◆ **Problem details**
Going through the listing below, tally the lines that contain the word "inside" and give only that figure.

**********

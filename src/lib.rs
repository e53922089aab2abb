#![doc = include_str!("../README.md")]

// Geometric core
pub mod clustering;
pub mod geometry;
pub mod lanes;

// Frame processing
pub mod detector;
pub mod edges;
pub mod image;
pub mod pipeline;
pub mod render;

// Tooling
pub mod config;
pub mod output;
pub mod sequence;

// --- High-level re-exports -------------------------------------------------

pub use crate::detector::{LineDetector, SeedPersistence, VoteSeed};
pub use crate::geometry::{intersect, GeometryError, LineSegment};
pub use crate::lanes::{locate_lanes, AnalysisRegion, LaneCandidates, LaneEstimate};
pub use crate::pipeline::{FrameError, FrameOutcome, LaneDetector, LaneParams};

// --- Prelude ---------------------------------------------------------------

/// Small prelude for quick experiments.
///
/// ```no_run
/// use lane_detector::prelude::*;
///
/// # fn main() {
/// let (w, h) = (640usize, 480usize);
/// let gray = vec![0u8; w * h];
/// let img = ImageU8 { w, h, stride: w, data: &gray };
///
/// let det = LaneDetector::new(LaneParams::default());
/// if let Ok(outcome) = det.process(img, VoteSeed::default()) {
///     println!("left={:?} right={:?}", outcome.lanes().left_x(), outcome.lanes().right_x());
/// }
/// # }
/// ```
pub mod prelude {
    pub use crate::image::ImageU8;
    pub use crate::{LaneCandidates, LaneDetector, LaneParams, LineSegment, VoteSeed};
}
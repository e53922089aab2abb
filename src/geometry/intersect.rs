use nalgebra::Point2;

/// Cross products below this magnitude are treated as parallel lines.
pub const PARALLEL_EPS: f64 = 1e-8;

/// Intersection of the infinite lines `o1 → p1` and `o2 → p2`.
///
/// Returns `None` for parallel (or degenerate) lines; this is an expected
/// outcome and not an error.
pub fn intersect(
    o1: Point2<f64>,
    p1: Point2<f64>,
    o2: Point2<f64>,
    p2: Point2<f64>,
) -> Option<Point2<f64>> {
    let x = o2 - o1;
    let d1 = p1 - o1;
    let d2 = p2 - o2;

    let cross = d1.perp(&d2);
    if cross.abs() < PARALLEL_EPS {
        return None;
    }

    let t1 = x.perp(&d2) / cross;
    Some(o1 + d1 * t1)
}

**********

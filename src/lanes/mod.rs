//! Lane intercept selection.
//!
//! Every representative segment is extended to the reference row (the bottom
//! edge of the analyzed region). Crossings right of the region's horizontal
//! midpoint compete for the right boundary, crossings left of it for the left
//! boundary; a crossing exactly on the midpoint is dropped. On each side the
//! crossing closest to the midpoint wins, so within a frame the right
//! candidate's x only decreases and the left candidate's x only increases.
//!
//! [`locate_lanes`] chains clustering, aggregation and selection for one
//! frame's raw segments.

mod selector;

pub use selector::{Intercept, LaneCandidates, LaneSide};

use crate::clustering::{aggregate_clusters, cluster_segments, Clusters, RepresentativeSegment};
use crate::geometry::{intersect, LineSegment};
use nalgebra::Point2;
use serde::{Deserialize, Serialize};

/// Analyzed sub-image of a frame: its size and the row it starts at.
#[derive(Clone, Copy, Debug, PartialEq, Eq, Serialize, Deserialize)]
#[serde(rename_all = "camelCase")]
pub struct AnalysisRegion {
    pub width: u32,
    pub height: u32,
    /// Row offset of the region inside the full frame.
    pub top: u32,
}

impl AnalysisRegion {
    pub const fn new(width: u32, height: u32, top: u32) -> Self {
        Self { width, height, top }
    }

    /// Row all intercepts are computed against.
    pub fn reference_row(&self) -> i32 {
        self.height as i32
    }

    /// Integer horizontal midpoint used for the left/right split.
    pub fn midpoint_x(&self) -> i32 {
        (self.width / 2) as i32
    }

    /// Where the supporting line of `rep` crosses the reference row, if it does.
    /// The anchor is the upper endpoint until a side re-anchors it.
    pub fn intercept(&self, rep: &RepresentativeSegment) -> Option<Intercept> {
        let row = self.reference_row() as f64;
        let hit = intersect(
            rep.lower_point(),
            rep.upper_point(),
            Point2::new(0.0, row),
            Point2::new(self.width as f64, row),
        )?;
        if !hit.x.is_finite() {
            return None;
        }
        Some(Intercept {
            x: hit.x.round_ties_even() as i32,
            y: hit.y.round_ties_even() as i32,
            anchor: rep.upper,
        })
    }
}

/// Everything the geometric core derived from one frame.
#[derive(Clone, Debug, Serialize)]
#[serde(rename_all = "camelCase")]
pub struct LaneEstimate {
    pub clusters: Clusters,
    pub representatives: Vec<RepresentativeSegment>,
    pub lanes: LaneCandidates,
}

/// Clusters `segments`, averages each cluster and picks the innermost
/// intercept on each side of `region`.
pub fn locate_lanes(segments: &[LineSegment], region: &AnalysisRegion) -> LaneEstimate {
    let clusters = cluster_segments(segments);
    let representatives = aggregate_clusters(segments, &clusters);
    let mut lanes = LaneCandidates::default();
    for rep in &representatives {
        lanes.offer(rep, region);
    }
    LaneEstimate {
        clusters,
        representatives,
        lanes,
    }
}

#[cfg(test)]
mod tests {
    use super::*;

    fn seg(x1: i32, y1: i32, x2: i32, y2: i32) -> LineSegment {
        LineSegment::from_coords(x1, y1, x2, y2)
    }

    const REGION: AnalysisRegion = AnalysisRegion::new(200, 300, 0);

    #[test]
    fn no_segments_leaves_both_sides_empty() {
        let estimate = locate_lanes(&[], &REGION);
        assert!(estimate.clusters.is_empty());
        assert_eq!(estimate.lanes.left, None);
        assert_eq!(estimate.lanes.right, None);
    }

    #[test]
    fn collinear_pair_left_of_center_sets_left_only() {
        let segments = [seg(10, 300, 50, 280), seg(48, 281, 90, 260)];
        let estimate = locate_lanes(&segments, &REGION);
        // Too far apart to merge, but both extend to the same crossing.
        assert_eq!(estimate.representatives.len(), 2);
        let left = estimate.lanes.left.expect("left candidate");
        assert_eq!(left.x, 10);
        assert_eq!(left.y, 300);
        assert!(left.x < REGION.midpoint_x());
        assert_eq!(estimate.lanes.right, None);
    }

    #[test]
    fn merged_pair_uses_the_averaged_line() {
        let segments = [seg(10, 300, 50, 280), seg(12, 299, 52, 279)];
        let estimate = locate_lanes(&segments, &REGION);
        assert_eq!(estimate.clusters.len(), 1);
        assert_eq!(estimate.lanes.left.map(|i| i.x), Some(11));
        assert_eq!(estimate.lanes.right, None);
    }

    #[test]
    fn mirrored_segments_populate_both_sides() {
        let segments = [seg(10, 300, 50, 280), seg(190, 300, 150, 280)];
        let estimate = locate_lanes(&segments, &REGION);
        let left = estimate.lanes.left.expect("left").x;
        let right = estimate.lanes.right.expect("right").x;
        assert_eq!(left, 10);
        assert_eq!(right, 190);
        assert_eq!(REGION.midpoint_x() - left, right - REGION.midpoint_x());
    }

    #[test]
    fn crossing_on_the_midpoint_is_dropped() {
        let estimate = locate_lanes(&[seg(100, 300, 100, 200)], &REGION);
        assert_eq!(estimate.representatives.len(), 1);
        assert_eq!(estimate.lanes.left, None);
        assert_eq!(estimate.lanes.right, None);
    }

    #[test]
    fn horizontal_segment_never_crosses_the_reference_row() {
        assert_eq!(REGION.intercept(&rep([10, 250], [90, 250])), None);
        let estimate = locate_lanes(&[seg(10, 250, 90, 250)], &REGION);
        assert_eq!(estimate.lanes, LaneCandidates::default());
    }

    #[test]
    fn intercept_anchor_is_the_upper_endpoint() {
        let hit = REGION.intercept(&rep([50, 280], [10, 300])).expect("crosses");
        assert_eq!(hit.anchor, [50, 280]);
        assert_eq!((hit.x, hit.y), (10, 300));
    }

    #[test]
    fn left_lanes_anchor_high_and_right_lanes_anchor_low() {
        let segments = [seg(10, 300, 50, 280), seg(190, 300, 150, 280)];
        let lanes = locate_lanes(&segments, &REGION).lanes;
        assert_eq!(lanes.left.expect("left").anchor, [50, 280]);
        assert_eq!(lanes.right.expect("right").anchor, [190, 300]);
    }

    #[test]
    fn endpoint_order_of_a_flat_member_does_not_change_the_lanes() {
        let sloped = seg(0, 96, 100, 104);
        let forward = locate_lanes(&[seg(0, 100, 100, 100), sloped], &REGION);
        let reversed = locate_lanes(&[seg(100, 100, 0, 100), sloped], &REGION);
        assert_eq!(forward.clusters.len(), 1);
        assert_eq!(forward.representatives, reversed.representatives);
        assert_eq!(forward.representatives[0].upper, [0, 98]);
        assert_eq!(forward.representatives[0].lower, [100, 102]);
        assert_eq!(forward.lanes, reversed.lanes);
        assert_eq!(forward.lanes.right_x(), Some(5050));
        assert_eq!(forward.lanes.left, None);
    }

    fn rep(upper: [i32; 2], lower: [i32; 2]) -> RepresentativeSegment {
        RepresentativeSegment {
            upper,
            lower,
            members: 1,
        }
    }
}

**********

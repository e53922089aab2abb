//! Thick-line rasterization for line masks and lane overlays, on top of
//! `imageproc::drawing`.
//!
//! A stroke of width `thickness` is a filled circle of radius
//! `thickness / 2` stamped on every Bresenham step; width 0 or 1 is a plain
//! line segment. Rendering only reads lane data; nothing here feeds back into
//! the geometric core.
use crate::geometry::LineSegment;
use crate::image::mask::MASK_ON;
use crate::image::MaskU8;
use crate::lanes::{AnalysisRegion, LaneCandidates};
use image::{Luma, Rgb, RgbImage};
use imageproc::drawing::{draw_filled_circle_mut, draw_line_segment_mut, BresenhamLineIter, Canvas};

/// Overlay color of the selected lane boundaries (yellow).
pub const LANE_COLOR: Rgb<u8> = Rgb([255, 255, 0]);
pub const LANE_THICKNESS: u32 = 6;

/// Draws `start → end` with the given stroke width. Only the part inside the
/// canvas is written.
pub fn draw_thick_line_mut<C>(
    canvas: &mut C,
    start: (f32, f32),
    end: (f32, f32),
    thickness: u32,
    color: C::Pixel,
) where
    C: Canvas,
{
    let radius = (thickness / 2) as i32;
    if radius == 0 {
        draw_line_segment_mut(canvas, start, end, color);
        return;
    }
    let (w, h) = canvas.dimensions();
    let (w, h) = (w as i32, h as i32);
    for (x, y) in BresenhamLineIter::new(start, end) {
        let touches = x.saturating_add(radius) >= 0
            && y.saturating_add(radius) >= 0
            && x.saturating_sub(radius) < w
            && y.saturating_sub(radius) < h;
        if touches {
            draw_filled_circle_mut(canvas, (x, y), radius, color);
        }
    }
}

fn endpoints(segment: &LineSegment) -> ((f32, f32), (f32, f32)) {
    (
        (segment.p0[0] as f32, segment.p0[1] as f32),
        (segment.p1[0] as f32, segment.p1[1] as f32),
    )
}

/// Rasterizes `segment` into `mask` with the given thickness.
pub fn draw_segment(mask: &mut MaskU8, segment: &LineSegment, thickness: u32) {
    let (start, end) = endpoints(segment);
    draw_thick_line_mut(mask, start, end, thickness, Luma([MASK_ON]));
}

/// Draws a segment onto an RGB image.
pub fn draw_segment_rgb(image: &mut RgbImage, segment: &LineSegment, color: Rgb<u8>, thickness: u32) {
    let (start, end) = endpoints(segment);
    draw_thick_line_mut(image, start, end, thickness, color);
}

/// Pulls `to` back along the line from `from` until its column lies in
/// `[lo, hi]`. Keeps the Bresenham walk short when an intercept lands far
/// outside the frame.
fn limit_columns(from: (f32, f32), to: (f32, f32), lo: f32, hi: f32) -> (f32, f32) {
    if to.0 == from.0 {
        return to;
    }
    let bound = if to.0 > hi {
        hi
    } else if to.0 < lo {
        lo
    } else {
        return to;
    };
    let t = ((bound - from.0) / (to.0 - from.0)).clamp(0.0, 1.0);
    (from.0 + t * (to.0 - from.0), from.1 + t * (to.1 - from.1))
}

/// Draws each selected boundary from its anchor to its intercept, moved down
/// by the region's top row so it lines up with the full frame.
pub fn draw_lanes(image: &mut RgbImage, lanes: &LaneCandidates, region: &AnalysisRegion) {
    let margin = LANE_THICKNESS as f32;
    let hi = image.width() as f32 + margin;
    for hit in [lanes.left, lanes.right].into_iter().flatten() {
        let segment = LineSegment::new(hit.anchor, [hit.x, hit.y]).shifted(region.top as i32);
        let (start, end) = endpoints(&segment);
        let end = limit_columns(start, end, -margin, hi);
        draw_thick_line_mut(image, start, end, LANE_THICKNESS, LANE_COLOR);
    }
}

**********

◆ **Your response**
2